• [Aim of the exercise]
Filter the records below, keeping only lines with the string "DiskManager".

Record set Start Marker

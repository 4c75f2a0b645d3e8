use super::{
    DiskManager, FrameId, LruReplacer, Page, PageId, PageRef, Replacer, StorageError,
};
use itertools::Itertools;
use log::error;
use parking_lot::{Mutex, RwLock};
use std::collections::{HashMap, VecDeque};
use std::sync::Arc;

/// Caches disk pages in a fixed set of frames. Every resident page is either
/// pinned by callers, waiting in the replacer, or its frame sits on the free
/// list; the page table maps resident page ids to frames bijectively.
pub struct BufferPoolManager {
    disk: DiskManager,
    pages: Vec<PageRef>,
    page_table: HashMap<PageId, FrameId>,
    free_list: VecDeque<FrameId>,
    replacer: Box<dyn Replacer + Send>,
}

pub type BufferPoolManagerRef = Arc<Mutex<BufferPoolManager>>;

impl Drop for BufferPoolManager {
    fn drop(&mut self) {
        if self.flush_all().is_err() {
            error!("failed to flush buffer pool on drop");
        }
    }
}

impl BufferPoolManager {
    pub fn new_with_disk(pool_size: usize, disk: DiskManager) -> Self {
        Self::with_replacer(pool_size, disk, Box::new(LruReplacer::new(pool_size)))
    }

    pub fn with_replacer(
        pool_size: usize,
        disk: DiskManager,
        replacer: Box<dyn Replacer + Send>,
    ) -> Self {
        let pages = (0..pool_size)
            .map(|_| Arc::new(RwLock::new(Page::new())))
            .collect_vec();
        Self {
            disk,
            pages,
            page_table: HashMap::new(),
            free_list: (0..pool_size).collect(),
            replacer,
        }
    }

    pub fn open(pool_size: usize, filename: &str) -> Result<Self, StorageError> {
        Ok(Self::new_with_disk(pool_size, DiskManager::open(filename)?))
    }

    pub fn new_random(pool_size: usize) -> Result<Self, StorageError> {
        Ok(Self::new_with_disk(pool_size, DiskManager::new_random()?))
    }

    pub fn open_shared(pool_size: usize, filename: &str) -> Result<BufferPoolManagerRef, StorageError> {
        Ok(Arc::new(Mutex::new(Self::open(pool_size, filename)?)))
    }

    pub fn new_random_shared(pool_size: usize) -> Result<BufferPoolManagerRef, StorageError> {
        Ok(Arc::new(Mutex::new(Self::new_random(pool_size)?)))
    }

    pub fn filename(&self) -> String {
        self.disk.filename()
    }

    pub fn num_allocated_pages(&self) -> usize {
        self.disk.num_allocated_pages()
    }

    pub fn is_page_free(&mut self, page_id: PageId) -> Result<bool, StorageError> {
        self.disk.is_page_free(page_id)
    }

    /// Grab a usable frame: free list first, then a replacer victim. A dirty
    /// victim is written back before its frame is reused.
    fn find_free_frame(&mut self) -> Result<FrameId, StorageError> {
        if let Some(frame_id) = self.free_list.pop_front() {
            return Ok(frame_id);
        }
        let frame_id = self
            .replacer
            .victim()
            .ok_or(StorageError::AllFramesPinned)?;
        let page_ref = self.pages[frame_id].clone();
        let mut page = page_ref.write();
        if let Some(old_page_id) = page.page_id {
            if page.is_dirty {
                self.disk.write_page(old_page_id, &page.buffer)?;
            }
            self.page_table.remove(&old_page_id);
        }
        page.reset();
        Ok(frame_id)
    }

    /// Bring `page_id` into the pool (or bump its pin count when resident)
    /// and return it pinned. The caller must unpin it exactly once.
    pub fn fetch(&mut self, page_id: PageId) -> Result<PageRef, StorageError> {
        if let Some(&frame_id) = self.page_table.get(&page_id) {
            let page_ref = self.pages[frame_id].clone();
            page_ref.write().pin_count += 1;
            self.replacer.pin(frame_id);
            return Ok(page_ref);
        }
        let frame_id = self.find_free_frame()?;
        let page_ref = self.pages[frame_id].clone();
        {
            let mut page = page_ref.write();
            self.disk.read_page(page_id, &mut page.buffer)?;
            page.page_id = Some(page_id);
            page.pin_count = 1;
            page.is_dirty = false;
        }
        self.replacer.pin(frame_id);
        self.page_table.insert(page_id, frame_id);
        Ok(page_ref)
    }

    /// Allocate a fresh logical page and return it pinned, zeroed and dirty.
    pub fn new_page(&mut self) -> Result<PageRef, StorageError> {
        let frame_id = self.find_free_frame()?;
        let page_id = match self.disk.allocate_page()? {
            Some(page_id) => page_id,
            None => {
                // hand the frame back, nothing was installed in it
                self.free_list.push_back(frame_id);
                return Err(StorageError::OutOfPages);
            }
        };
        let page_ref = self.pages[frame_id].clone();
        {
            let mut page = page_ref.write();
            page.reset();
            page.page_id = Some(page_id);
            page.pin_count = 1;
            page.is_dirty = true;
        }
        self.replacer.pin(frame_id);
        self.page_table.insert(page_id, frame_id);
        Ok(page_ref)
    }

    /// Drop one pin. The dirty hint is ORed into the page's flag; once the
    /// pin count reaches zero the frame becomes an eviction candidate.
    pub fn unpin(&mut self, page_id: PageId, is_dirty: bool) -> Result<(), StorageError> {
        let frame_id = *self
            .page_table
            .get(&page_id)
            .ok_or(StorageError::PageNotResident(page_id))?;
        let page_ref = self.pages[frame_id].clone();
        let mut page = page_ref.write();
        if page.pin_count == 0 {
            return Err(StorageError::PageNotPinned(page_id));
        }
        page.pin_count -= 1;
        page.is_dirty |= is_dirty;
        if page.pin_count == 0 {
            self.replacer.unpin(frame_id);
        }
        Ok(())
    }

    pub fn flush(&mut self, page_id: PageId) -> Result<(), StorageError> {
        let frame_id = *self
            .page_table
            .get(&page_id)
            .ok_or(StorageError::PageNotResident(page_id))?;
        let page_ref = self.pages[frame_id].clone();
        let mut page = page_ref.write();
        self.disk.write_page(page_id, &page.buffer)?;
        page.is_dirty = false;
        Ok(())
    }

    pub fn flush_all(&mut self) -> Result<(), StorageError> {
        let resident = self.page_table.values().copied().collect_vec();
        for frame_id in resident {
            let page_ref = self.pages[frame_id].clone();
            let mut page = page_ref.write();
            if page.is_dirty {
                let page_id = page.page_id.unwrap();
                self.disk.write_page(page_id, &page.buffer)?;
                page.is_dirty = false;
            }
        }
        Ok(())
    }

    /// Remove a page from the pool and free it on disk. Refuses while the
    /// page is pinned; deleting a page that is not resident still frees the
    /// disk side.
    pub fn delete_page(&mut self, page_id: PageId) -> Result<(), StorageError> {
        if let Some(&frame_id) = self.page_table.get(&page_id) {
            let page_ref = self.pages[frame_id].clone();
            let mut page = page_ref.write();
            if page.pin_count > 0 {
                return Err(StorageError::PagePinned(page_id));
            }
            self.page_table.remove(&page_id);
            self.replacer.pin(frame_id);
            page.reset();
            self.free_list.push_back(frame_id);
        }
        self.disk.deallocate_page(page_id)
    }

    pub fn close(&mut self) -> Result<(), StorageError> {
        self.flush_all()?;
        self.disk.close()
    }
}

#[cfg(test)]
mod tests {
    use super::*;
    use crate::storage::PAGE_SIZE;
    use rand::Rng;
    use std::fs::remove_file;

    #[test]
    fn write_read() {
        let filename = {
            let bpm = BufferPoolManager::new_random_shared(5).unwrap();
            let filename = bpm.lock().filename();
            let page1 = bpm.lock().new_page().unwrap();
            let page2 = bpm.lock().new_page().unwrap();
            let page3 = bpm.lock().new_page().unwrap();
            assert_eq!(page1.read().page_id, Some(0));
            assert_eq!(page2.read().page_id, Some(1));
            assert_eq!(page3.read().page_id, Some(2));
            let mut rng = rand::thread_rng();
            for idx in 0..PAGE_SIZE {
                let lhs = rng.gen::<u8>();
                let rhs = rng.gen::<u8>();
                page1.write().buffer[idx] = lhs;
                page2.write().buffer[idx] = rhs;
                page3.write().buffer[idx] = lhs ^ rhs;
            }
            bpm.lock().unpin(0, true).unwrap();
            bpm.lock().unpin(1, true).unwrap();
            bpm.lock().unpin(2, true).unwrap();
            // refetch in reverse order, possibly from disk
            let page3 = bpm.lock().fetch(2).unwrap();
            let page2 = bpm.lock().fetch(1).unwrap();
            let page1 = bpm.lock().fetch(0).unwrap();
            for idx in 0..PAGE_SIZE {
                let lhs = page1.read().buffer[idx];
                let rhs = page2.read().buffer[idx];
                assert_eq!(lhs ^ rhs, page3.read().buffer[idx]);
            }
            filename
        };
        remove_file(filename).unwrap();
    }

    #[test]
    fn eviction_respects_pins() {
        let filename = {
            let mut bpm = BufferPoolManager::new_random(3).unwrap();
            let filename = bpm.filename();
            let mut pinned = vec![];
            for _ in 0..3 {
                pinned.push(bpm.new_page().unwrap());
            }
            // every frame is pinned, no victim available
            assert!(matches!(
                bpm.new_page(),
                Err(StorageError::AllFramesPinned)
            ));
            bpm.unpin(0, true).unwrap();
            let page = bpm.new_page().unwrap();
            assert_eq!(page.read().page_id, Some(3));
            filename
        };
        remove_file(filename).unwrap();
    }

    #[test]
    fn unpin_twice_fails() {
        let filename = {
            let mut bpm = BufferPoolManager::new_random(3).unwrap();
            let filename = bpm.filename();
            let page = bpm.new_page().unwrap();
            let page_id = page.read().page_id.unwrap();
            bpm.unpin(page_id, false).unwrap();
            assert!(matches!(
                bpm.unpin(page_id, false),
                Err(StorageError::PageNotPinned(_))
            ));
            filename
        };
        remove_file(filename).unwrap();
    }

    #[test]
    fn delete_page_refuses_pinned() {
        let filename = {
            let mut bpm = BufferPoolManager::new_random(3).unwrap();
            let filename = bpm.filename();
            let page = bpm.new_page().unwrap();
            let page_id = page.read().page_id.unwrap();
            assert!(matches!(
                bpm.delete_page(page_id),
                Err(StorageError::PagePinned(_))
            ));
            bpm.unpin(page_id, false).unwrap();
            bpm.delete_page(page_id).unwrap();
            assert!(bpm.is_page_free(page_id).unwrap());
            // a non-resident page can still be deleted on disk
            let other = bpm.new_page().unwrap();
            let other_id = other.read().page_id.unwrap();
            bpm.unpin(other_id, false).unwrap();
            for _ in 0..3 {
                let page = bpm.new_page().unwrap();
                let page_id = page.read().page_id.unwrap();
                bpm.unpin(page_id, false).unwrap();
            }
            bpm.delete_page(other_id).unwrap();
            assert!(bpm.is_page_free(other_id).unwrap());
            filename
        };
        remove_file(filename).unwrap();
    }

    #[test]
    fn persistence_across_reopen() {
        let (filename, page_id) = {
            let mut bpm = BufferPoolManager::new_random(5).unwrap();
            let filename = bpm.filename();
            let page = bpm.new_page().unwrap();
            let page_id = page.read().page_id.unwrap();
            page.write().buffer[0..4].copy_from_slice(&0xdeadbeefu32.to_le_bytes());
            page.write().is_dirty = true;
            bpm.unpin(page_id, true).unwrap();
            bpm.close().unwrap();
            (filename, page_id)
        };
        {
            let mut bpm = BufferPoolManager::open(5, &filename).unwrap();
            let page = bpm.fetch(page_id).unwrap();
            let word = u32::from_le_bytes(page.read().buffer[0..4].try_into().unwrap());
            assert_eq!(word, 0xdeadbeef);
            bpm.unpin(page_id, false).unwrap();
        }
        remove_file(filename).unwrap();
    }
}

Record set End Marker

• [Your response]
    DiskManager, FrameId, LruReplacer, Page, PageId, PageRef, Replacer, StorageError,
    disk: DiskManager,
    pub fn new_with_disk(pool_size: usize, disk: DiskManager) -> Self {
        disk: DiskManager,
        Ok(Self::new_with_disk(pool_size, DiskManager::open(filename)?))
        Ok(Self::new_with_disk(pool_size, DiskManager::new_random()?))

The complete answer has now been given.